** SOURCE MATERIAL follows **

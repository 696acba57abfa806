//! Database sink
//!
//! Inserts records into a `crawl_records` table. Works against any database
//! the `sqlx` Any driver speaks (PostgreSQL in production, SQLite in tests);
//! columns are kept to portable types for that reason.

use async_trait::async_trait;
use harvest_core::domain::record::CrawlRecord;
use sqlx::AnyPool;
use sqlx::any::AnyPoolOptions;
use std::time::Duration;

use crate::error::SinkError;
use crate::sink::StorageSink;

const SINK_NAME: &str = "database";

pub struct DbSink {
    pool: AnyPool,
}

impl DbSink {
    /// Connects to `database_url` and creates the table if needed
    pub async fn connect(database_url: &str) -> Result<Self, SinkError> {
        sqlx::any::install_default_drivers();

        let pool = AnyPoolOptions::new()
            .max_connections(5)
            .acquire_timeout(Duration::from_secs(5))
            .connect(database_url)
            .await
            .map_err(db_error)?;

        Self::with_pool(pool).await
    }

    /// Wraps an existing pool and creates the table if needed
    pub async fn with_pool(pool: AnyPool) -> Result<Self, SinkError> {
        let sink = Self { pool };
        sink.run_migrations().await?;
        Ok(sink)
    }

    pub fn pool(&self) -> &AnyPool {
        &self.pool
    }

    async fn run_migrations(&self) -> Result<(), SinkError> {
        sqlx::query(
            r#"
            CREATE TABLE IF NOT EXISTS crawl_records (
                id VARCHAR(36) PRIMARY KEY,
                site_id VARCHAR(255) NOT NULL,
                category VARCHAR(50),
                url TEXT NOT NULL,
                title TEXT,
                content TEXT NOT NULL,
                fetched_at VARCHAR(40) NOT NULL
            )
            "#,
        )
        .execute(&self.pool)
        .await
        .map_err(db_error)?;

        sqlx::query(
            "CREATE INDEX IF NOT EXISTS idx_crawl_records_site_id ON crawl_records(site_id)",
        )
        .execute(&self.pool)
        .await
        .map_err(db_error)?;

        Ok(())
    }
}

fn db_error(source: sqlx::Error) -> SinkError {
    SinkError::Database {
        sink: SINK_NAME.to_string(),
        source,
    }
}

#[async_trait]
impl StorageSink for DbSink {
    fn name(&self) -> &str {
        SINK_NAME
    }

    async fn write(&self, record: &CrawlRecord) -> Result<(), SinkError> {
        sqlx::query(
            r#"
            INSERT INTO crawl_records (id, site_id, category, url, title, content, fetched_at)
            VALUES ($1, $2, $3, $4, $5, $6, $7)
            "#,
        )
        .bind(record.id.to_string())
        .bind(record.site_id.clone())
        .bind(record.category.map(|c| c.as_str().to_string()))
        .bind(record.url.clone())
        .bind(record.title.clone())
        .bind(record.content.clone())
        .bind(record.fetched_at.to_rfc3339())
        .execute(&self.pool)
        .await
        .map_err(db_error)?;

        Ok(())
    }
}
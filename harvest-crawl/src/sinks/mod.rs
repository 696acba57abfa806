//! Built-in storage sinks

pub mod db;
pub mod file;
pub mod memory;

pub use db::DbSink;
pub use file::JsonlFileSink;
pub use memory::MemorySink;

** End of SOURCE MATERIAL **

_WHAT IS NEEDED_.
Retype all of the material exactly as it stands above.

_FINISHED EXERCISE_.
repository 696acba57abfa806
//! Database sink
//!
//! Inserts records into a `crawl_records` table. Works against any database
//! the `sqlx` Any driver speaks (PostgreSQL in production, SQLite in tests);
//! columns are kept to portable types for that reason.

use async_trait::async_trait;
use harvest_core::domain::record::CrawlRecord;
use sqlx::AnyPool;
use sqlx::any::AnyPoolOptions;
use std::time::Duration;

use crate::error::SinkError;
use crate::sink::StorageSink;

const SINK_NAME: &str = "database";

pub struct DbSink {
    pool: AnyPool,
}

impl DbSink {
    /// Connects to `database_url` and creates the table if needed
    pub async fn connect(database_url: &str) -> Result<Self, SinkError> {
        sqlx::any::install_default_drivers();

        let pool = AnyPoolOptions::new()
            .max_connections(5)
            .acquire_timeout(Duration::from_secs(5))
            .connect(database_url)
            .await
            .map_err(db_error)?;

        Self::with_pool(pool).await
    }

    /// Wraps an existing pool and creates the table if needed
    pub async fn with_pool(pool: AnyPool) -> Result<Self, SinkError> {
        let sink = Self { pool };
        sink.run_migrations().await?;
        Ok(sink)
    }

    pub fn pool(&self) -> &AnyPool {
        &self.pool
    }

    async fn run_migrations(&self) -> Result<(), SinkError> {
        sqlx::query(
            r#"
            CREATE TABLE IF NOT EXISTS crawl_records (
                id VARCHAR(36) PRIMARY KEY,
                site_id VARCHAR(255) NOT NULL,
                category VARCHAR(50),
                url TEXT NOT NULL,
                title TEXT,
                content TEXT NOT NULL,
                fetched_at VARCHAR(40) NOT NULL
            )
            "#,
        )
        .execute(&self.pool)
        .await
        .map_err(db_error)?;

        sqlx::query(
            "CREATE INDEX IF NOT EXISTS idx_crawl_records_site_id ON crawl_records(site_id)",
        )
        .execute(&self.pool)
        .await
        .map_err(db_error)?;

        Ok(())
    }
}

fn db_error(source: sqlx::Error) -> SinkError {
    SinkError::Database {
        sink: SINK_NAME.to_string(),
        source,
    }
}

#[async_trait]
impl StorageSink for DbSink {
    fn name(&self) -> &str {
        SINK_NAME
    }

    async fn write(&self, record: &CrawlRecord) -> Result<(), SinkError> {
        sqlx::query(
            r#"
            INSERT INTO crawl_records (id, site_id, category, url, title, content, fetched_at)
            VALUES ($1, $2, $3, $4, $5, $6, $7)
            "#,
        )
        .bind(record.id.to_string())
        .bind(record.site_id.clone())
        .bind(record.category.map(|c| c.as_str().to_string()))
        .bind(record.url.clone())
        .bind(record.title.clone())
        .bind(record.content.clone())
        .bind(record.fetched_at.to_rfc3339())
        .execute(&self.pool)
        .await
        .map_err(db_error)?;

        Ok(())
    }
}
filename harvest-crawl/src/sinks/mod.rs
repository 696acba57abfa806
//! Built-in storage sinks

pub mod db;
pub mod file;
pub mod memory;

pub use db::DbSink;
pub use file::JsonlFileSink;
pub use memory::MemorySink;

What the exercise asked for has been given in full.